Far from offering common-sense reforms, this bill doubles-down on the status quo — which failed to prevent the salmonella outbreak — with 250 pages of new bureaucracy and regulations. Expanding the Food and Drug Administration will harm small businesses and raise prices at the grocery store — all without having a meaningful impact on food safety.
Throughout the debate, proponents have claimed we haven’t modernized food safety laws in 100 years. That proves my point. For the past 100 years, the free market, not the government, has been the primary driver of innovation and improved safety. Consumer choice is a far more effective accountability mechanism than government bureaucracies.

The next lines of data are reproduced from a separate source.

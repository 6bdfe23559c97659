//! EsploraBroadcaster - POST a raw transaction to an Esplora `/tx` endpoint

use async_trait::async_trait;
use reqwest::header::CONTENT_TYPE;
use std::time::Duration;
use tracing::{info, warn};

use super::RawBroadcaster;
use crate::core::paths::endpoints::TX_SUFFIX;
use crate::error::{BroadcastError, BroadcastResult};

#[derive(Debug, Clone)]
pub struct EsploraBroadcaster {
    client: reqwest::Client,
    endpoint: String,
    timeout: Duration,
}

impl EsploraBroadcaster {
    /// `base_url` is the API root (e.g. `https://blockstream.info/testnet/api`).
    pub fn new(base_url: &str, timeout: Duration) -> BroadcastResult<Self> {
        let endpoint = format!("{}{}", base_url.trim_end_matches('/'), TX_SUFFIX);
        Self::with_endpoint(endpoint, timeout)
    }

    /// Use `endpoint` exactly as given.
    pub fn with_endpoint(endpoint: impl Into<String>, timeout: Duration) -> BroadcastResult<Self> {
        let client = reqwest::Client::builder()
            .timeout(timeout)
            .build()
            .map_err(|e| BroadcastError::Config(format!("HTTP client: {}", e)))?;
        Ok(Self { client, endpoint: endpoint.into(), timeout })
    }

    pub fn endpoint(&self) -> &str { &self.endpoint }
}

#[async_trait]
impl RawBroadcaster for EsploraBroadcaster {
    async fn broadcast(&self, raw_hex: &str) -> BroadcastResult<String> {
        let response = self.client
            .post(&self.endpoint)
            .header(CONTENT_TYPE, "text/plain")
            .body(raw_hex.to_owned())
            .send()
            .await
            .map_err(|e| {
                if e.is_timeout() {
                    BroadcastError::Network(format!("timed out after {}s", self.timeout.as_secs()))
                } else {
                    BroadcastError::Network(e.to_string())
                }
            })?;

        let status = response.status();
        let body = response.text().await.map_err(|e| BroadcastError::Network(format!("read body: {}", e)))?;

        if !status.is_success() {
            return Err(BroadcastError::Rejected { status: status.as_u16(), body: body.trim().to_string() });
        }

        // Any non-empty body is taken as the txid.
        let txid = body.trim().to_string();
        if txid.is_empty() {
            return Err(BroadcastError::Network(format!("empty txid in {} response", status.as_u16())));
        }
        if txid.len() != 64 || !txid.bytes().all(|b| b.is_ascii_hexdigit()) {
            warn!(txid = %txid, "Endpoint accepted the transaction but returned an unusual txid");
        }
        info!(endpoint = %self.endpoint, txid = %txid, "Raw transaction broadcast");
        Ok(txid)
    }
}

Now, I realize Coburn is one of the most right-wing senators in modern history. I also realize he reflexively opposes government regulation, even when those regulations help protect those Americans who eat food.

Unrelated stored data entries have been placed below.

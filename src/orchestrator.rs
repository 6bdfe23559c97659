//! Orchestrator - one pass over the pending record
//!
//! ```text
//! Idle ─load─▶ Loaded ─validate─▶ Validated ─raw hex?─▶ RawAttempted ──ok──┐
//!   │            │                    │                      │ err          │
//!   ▼            ▼                    └──────────────▶ FallbackAttempted ─ok─┤
//! Failed ◀───────┴──────────────────────────────────────────── err           ▼
//!                                                                         Cleaned
//! ```
//!
//! Runs once; nothing loops or retries. A failed run leaves the record in
//! place so the operator can inspect it and run again.

use tracing::{debug, error, info, warn};

use crate::broadcast::{BroadcastPath, EsploraBroadcaster, FallbackBroadcaster, RawBroadcaster};
use crate::config::BroadcasterConfig;
use crate::error::{BroadcastError, BroadcastResult};
use crate::pending::{display_value, validate, PendingStore, PendingTransaction};
use crate::wallet::ElectrumSigner;

#[derive(Debug, Clone, Copy, PartialEq, Eq)]
pub enum Stage { Idle, Loaded, Validated, RawAttempted, FallbackAttempted, Cleaned, Failed }

impl Stage {
    pub fn as_str(&self) -> &'static str {
        match self {
            Stage::Idle => "idle",
            Stage::Loaded => "loaded",
            Stage::Validated => "validated",
            Stage::RawAttempted => "raw_attempted",
            Stage::FallbackAttempted => "fallback_attempted",
            Stage::Cleaned => "cleaned",
            Stage::Failed => "failed",
        }
    }
}

#[derive(Debug)]
pub enum Outcome {
    Broadcast { txid: String, path: BroadcastPath },
    /// `stage` is the last stage reached before failing.
    NotBroadcast { stage: Stage, error: BroadcastError },
}

impl Outcome {
    pub fn is_success(&self) -> bool { matches!(self, Outcome::Broadcast { .. }) }

    pub fn txid(&self) -> Option<&str> {
        match self { Outcome::Broadcast { txid, .. } => Some(txid), Outcome::NotBroadcast { .. } => None }
    }

    pub fn exit_code(&self) -> i32 {
        match self { Outcome::Broadcast { .. } => 0, Outcome::NotBroadcast { error, .. } => error.exit_code() }
    }
}

pub struct Orchestrator {
    store: PendingStore,
    raw: Box<dyn RawBroadcaster>,
    fallback: FallbackBroadcaster,
    explorer_url: Option<String>,
}

impl Orchestrator {
    pub fn new(store: PendingStore, raw: Box<dyn RawBroadcaster>, fallback: FallbackBroadcaster) -> Self {
        Self { store, raw, fallback, explorer_url: None }
    }

    pub fn with_explorer(mut self, url: impl Into<String>) -> Self { self.explorer_url = Some(url.into()); self }

    /// Esplora raw broadcaster + Electrum fallback signer, as configured.
    pub fn from_config(config: &BroadcasterConfig) -> BroadcastResult<Self> {
        config.validate()?;
        let raw = EsploraBroadcaster::new(config.esplora_url(), config.timeout)?;
        let signer = ElectrumSigner::new(config.electrum_url(), config.network).with_stop_gap(config.stop_gap);
        let fallback = FallbackBroadcaster::new(Box::new(signer), config.network);
        let orchestrator = Self::new(PendingStore::new(&config.pending_path), Box::new(raw), fallback);
        Ok(match config.explorer_url() {
            Some(url) => orchestrator.with_explorer(url),
            None => orchestrator,
        })
    }

    pub fn store(&self) -> &PendingStore { &self.store }

    /// Load and validate without any network action.
    pub fn load_validated(&self) -> Result<PendingTransaction, (Stage, BroadcastError)> {
        let value = self.store.load().map_err(|e| (Stage::Idle, e))?;
        enter(Stage::Loaded);
        let record = validate(&value).map_err(|e| (Stage::Loaded, e))?;
        enter(Stage::Validated);
        Ok(record)
    }

    pub async fn run(&self) -> Outcome {
        enter(Stage::Idle);
        let record = match self.load_validated() {
            Ok(record) => record,
            Err((stage, error)) => return self.fail(stage, error),
        };
        report_details(&record, self.fallback.network().as_str());

        if let Some(raw_hex) = record.raw_hex() {
            enter(Stage::RawAttempted);
            info!(bytes = raw_hex.len() / 2, "Attempting raw broadcast of pre-signed transaction");
            match self.raw.broadcast(raw_hex).await {
                Ok(txid) if !txid.trim().is_empty() => return self.finish(txid, BroadcastPath::Raw),
                Ok(_) => warn!("Raw broadcast returned no txid, using fallback signer"),
                Err(e) => warn!(error = %e, "Raw broadcast failed, using fallback signer"),
            }
        }

        enter(Stage::FallbackAttempted);
        info!("Using fallback broadcast");
        let tx = &record.transaction;
        match self.fallback.sign_and_broadcast(tx, record.private_key_wif.as_ref(), tx.fee()).await {
            Ok(txid) => self.finish(txid, BroadcastPath::Fallback),
            Err(e) => self.fail(Stage::FallbackAttempted, e),
        }
    }

    fn finish(&self, txid: String, path: BroadcastPath) -> Outcome {
        match self.explorer_url.as_deref() {
            Some(base) => info!(txid = %txid, path = path.as_str(), explorer = %format!("{}{}", base, txid), "Transaction broadcast"),
            None => info!(txid = %txid, path = path.as_str(), "Transaction broadcast"),
        }
        self.store.delete();
        enter(Stage::Cleaned);
        Outcome::Broadcast { txid, path }
    }

    fn fail(&self, stage: Stage, error: BroadcastError) -> Outcome {
        match &error {
            BroadcastError::MissingRecord(_) => warn!(error = %error, "Nothing to broadcast"),
            _ => error!(stage = stage.as_str(), error = %error, "Broadcast failed"),
        }
        enter(Stage::Failed);
        Outcome::NotBroadcast { stage, error }
    }
}

fn enter(stage: Stage) { debug!(stage = stage.as_str(), "Orchestrator stage"); }

fn report_details(record: &PendingTransaction, network: &str) {
    let tx = &record.transaction;
    info!(
        network,
        from = %display_value(&tx.from_address),
        to = %display_value(&tx.to_address),
        amount_sats = %display_value(&tx.amount_sats),
        amount_btc = %tx.amount_btc().unwrap_or_else(|| "?".into()),
        fee_sats = %tx.fee().map(display_value).unwrap_or_else(|| "0".into()),
        signed = if record.is_signed() { "yes" } else { "no" },
        raw = record.raw_hex().is_some(),
        "Transaction details"
    );
}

But his reasoning here is incoherent. Follow the logic: our existing food safety measures are inadequate … which leads to public-health hazards … which means we should stop trying to improve food safety measures.
By that reasoning, if I’m lax in bringing my car in for routine maintenance, and as a result my car starts to break down, it’s proof that routine auto maintenance isn’t a good idea.
This makes perfect sense, if you’re a crazy person.
Coburn seems at least partially aware of reality. Over the summer, there was a major egg recall, following at least 1,300 salmonella-related illnesses spanning 22 states. The Washington Post reported in August that the outbreak highlights the need to fix “the holes in the country’s food safety net.”
That truth was hard to deny, and even harder to ignore. As we learned more about the story, we saw that the salmonella problems stemmed from an uninspected producer in Iowa, with a record of health, safety, labor, and other violations that go back 20 years. The need for better regulations and enforcement has been obvious for decades, but conservative, anti-regulatory lawmakers have consistently put industry profits above public safety.
Coburn sees all of this, and thinks, “See? I told you consumer safeguards are a bad idea.”
Walid Zafar explained yesterday, “Coburn reasons that since regulation didn’t prevent the salmonella outbreak, it means we need less regulation, when in fact, it means the exact opposite.”